Even though there are #defines for PCI_VENDOR_ID_QEMU with this ID at various places this is not assigned to qemu. According to the PCI ID database this belongs to "Technical Corp".

Do not use this for new devices.

The qemu stdvga uses 1234:1111. This ID is hardcoded all over the place in guest drivers, so unfortunaly we are stuck with it.

Luckily no problems due to conflicts showed up so far, seems this vendor ID isn't used by the owner to build PCI devices.

Other Vendor IDs

It is perfectly fine to use IDs from other vendors for virtual qemu devices. They must be explicitly reserved for qemu though, to avoid possible conflicts with physical hardware from the same vendor. So, if you have your own vendor ID and want contribute a device to qemu you can also allocate an device ID from your ID space instead of taking one from the Red Hat 1b36 pool.

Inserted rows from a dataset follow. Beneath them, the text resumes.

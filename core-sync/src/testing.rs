//! Shared fakes for unit tests

use async_trait::async_trait;
use bridge_desktop::WatchNetworkChangeStream;
use bridge_traits::error::Result as BridgeResult;
use bridge_traits::network::{NetworkChangeStream, NetworkInfo, NetworkMonitor, NetworkType};
use bridge_traits::time::Clock;
use chrono::{DateTime, Utc};
use core_library::{
    create_test_pool, MediaKind, MediaRecord, MediaRepository, SqliteMediaRepository,
    SqlitePendingActionRepository,
};
use provider_feed_api::{FeedApi, FeedApiError, LikeTarget, PostDto, ReelDto};
use std::collections::HashSet;
use std::sync::atomic::{AtomicBool, AtomicI64, Ordering};
use std::sync::{Arc, Mutex};
use std::time::Duration;
use tokio::sync::watch;

pub struct Store {
    pub media: Arc<SqliteMediaRepository>,
    pub outbox: Arc<SqlitePendingActionRepository>,
}

pub fn record(id: &str, like_count: u64, liked: bool) -> MediaRecord {
    MediaRecord {
        id: id.to_string(),
        author_name: format!("user-{}", id),
        author_avatar_url: format!("https://img.test/{}/avatar.png", id),
        media_url: format!("https://img.test/{}/media.jpg", id),
        like_count,
        liked_by_user: liked,
    }
}

pub fn post_dto(id: &str, like_count: u64, liked: bool) -> PostDto {
    PostDto {
        post_id: id.to_string(),
        user_name: format!("user-{}", id),
        user_image: format!("https://img.test/{}/avatar.png", id),
        post_image: format!("https://img.test/{}/media.jpg", id),
        like_count,
        liked_by_user: liked,
    }
}

/// Posts `p1 (10, unliked)`, `p2 (3, liked)` and reel `r1 (0, unliked)`
pub async fn seeded_store() -> Store {
    let pool = create_test_pool().await.unwrap();
    let media = Arc::new(SqliteMediaRepository::new(pool.clone()));
    let outbox = Arc::new(SqlitePendingActionRepository::new(pool));

    media
        .upsert_many(
            MediaKind::Post,
            &[record("p1", 10, false), record("p2", 3, true)],
            1,
        )
        .await
        .unwrap();
    media
        .upsert_many(MediaKind::Reel, &[record("r1", 0, false)], 1)
        .await
        .unwrap();

    Store { media, outbox }
}

/// Scriptable upstream API that records like/dislike deliveries
#[derive(Default)]
pub struct FakeFeedApi {
    posts: Vec<PostDto>,
    reels: Vec<ReelDto>,
    fail_fetch: bool,
    failing_targets: Mutex<HashSet<String>>,
    deliveries: Mutex<Vec<(String, bool)>>,
    delay: Option<Duration>,
}

impl FakeFeedApi {
    pub fn new() -> Self {
        Self::default()
    }

    pub fn with_posts(mut self, posts: Vec<PostDto>) -> Self {
        self.posts = posts;
        self
    }

    pub fn failing_fetch(mut self) -> Self {
        self.fail_fetch = true;
        self
    }

    pub fn with_delay(mut self, delay: Duration) -> Self {
        self.delay = Some(delay);
        self
    }

    pub fn fail_delivery_for(self, id: &str) -> Self {
        self.failing_targets.lock().unwrap().insert(id.to_string());
        self
    }

    pub fn heal(&self, id: &str) {
        self.failing_targets.lock().unwrap().remove(id);
    }

    /// `(target id, liked)` for every delivery attempt, in order
    pub fn deliveries(&self) -> Vec<(String, bool)> {
        self.deliveries.lock().unwrap().clone()
    }

    async fn deliver(&self, target: LikeTarget<'_>, liked: bool) -> provider_feed_api::Result<()> {
        let id = match target {
            LikeTarget::Post(id) | LikeTarget::Reel(id) => id.to_string(),
        };
        self.deliveries.lock().unwrap().push((id.clone(), liked));

        if let Some(delay) = self.delay {
            tokio::time::sleep(delay).await;
        }

        if self.failing_targets.lock().unwrap().contains(&id) {
            return Err(FeedApiError::Api {
                status_code: 500,
                message: "upstream failure".to_string(),
            });
        }
        Ok(())
    }
}

#[async_trait]
impl FeedApi for FakeFeedApi {
    async fn fetch_feed(&self) -> provider_feed_api::Result<Vec<PostDto>> {
        if self.fail_fetch {
            return Err(FeedApiError::ParseError("unexpected body".to_string()));
        }
        Ok(self.posts.clone())
    }

    async fn fetch_reels(&self) -> provider_feed_api::Result<Vec<ReelDto>> {
        if self.fail_fetch {
            return Err(FeedApiError::Network("connection reset".to_string()));
        }
        Ok(self.reels.clone())
    }

    async fn like(&self, target: LikeTarget<'_>) -> provider_feed_api::Result<()> {
        self.deliver(target, true).await
    }

    async fn dislike(&self, target: LikeTarget<'_>) -> provider_feed_api::Result<()> {
        self.deliver(target, false).await
    }
}

/// Connectivity that tests flip by hand
pub struct StaticMonitor {
    connected: AtomicBool,
    state: watch::Sender<NetworkInfo>,
}

impl StaticMonitor {
    pub fn new(connected: bool) -> Self {
        let (state, _) = watch::channel(Self::info(connected));
        Self {
            connected: AtomicBool::new(connected),
            state,
        }
    }

    fn info(connected: bool) -> NetworkInfo {
        if connected {
            NetworkInfo::connected(Some(NetworkType::WiFi))
        } else {
            NetworkInfo::disconnected()
        }
    }

    pub fn set_connected(&self, connected: bool) {
        self.connected.store(connected, Ordering::SeqCst);
        self.state.send_replace(Self::info(connected));
    }
}

#[async_trait]
impl NetworkMonitor for StaticMonitor {
    async fn get_network_info(&self) -> BridgeResult<NetworkInfo> {
        Ok(Self::info(self.connected.load(Ordering::SeqCst)))
    }

    async fn subscribe_changes(&self) -> BridgeResult<Box<dyn NetworkChangeStream>> {
        Ok(Box::new(WatchNetworkChangeStream::new(self.state.subscribe())))
    }
}

/// Clock that advances one millisecond per reading
pub struct TestClock {
    millis: AtomicI64,
}

impl Default for TestClock {
    fn default() -> Self {
        Self {
            millis: AtomicI64::new(1_700_000_000_000),
        }
    }
}

impl Clock for TestClock {
    fn now(&self) -> DateTime<Utc> {
        let millis = self.millis.fetch_add(1, Ordering::SeqCst);
        DateTime::from_timestamp_millis(millis).unwrap_or_default()
    }
}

PCI IDs for emulated devices

When emulating existing physical hardware qemu will of course use the PCI IDs of the hardware being emulated, so the guest drivers will find the device. In most cases the PCI Subsystem ID 1af4:1100 indicates the device is emulated by qemu.

Example (sound device):

$ lspci -vnns1b
00:1b.0 Audio device [0403]: Intel Corporation 82801I (ICH9 Family) \
		HD Audio Controller [8086:293e] (rev 03)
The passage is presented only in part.